Quelques mois plus tard, dans la discussion de 1850, M. Thiers donnait encore plus de force et de relief à cette idée. Il disait dans la séance du 18 janvier : « Quand vous créez le jury, de quoi le composez-vous ? Vous le composez de la société elle-même… Comment, vous comprenez dans l’enseignement des écoles ecclésiastiques, des écoles privées et laïques, des écoles de diverses méthodes, et vous ne voulez pas que ces écoles aient leur représentant dans le conseil universitaire ! Mais vous voudriez une chose inique, absurde, insoutenable ! » Tels étaient les sentimens maintes fois déclarés des hommes qui préparèrent ou qui firent la loi de 1850 ; et qu’on ne vienne pas dire que ces sentimens étaient ceux d’une époque de réaction cléricale et monarchique.

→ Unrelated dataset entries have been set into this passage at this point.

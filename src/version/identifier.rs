//! Dotted `key.N` identifiers used in pre-release, build and modifier text.

use std::cmp::Ordering;
use std::fmt;
use std::sync::LazyLock;

use regex_lite::Regex;

static IDENTIFIER_RE: LazyLock<Regex> =
    LazyLock::new(|| Regex::new(r"^([A-Za-z-]+\.)(\d+)$").expect("identifier regex is valid"));

/// An alphabetic label with its separator and a numeric counter, e.g. `rc.3`.
#[derive(Debug, Clone, PartialEq, Eq)]
pub struct Identifier {
    /// Label including the trailing separator (`"rc."`).
    pub key: String,
    pub value: u64,
}

impl Identifier {
    pub fn new(label: &str, value: u64) -> Self {
        Self {
            key: format!("{}.", label),
            value,
        }
    }

    /// Parse `label.N`. Text without a numeric suffix yields `None`.
    pub fn parse(text: &str) -> Option<Self> {
        let caps = IDENTIFIER_RE.captures(text)?;
        let value = caps.get(2)?.as_str().parse().ok()?;
        Some(Self {
            key: caps.get(1)?.as_str().to_string(),
            value,
        })
    }

    /// Same key with the counter advanced by one; `None` when the counter is exhausted.
    pub fn next(&self) -> Option<Self> {
        Some(Self {
            key: self.key.clone(),
            value: self.value.checked_add(1)?,
        })
    }

    /// Label without the trailing separator.
    pub fn label(&self) -> &str {
        self.key.strip_suffix('.').unwrap_or(&self.key)
    }

    /// Precedence of two optional identifiers.
    ///
    /// A missing identifier ranks above a present one: a plain version supersedes any of
    /// its pre-releases. Identifiers with different keys have no defined order and
    /// compare equal.
    pub fn compare(a: Option<&Identifier>, b: Option<&Identifier>) -> Ordering {
        match (a, b) {
            (None, None) => Ordering::Equal,
            (None, Some(_)) => Ordering::Greater,
            (Some(_), None) => Ordering::Less,
            (Some(a), Some(b)) if a.key == b.key => a.value.cmp(&b.value),
            (Some(_), Some(_)) => Ordering::Equal,
        }
    }

    /// Compare two optional raw identifier texts.
    pub fn compare_text(a: Option<&str>, b: Option<&str>) -> Ordering {
        let a = a.and_then(Identifier::parse);
        let b = b.and_then(Identifier::parse);
        Identifier::compare(a.as_ref(), b.as_ref())
    }
}

impl fmt::Display for Identifier {
    fn fmt(&self, f: &mut fmt::Formatter<'_>) -> fmt::Result {
        write!(f, "{}{}", self.key, self.value)
    }
}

M. Thiers ne faisait pas de réaction cléricale en 1873 ; il faisait tout autre chose, à ce qu’il nous semble. M. Jules Simon n’a jamais passé, lui non plus, pour un ennemi de l’Université. Cependant, quel fut son langage dans la discussion de 1873 ? Que disait-il, non plus comme simple rapporteur d’un projet de loi, mais comme ministre ? Il disait : « Messieurs, le gouvernement est sympathique à l’enseignement libre autant que qui que ce soit dans cette enceinte. Comme vous allez, par une prochaine loi, augmenter le nombre des établissemens libres et créer peut-être, je l’espère, des facultés d’enseignement libre, je crois que, quand ces facultés seront créées et qu’elles existeront, il y aura une raison péremptoire de réclamer

  1. Rapport de M. le duc de Broglie, en 1873.